** WHAT THE EXERCISE ASKS **
Only a number is wanted here: how many lines in the records below contain the string "fraction".

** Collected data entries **
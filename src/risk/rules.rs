//! Risk Scoring Weights
//!
//! Component weights for the composite bucket score. No scoring logic
//! here, only constants.

/// Weight of the slow-call fraction (40%)
pub const LATENCY_WEIGHT: f64 = 0.4;

/// Weight of the non-success fraction (40%)
pub const ERROR_WEIGHT: f64 = 0.4;

/// Weight of the failed-call fraction (20%)
pub const DOWNTIME_WEIGHT: f64 = 0.2;

/// Ceiling for a bucket's composite score
pub const MAX_RISK_SCORE: f64 = 100.0;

** EXERCISE SOLUTION **
3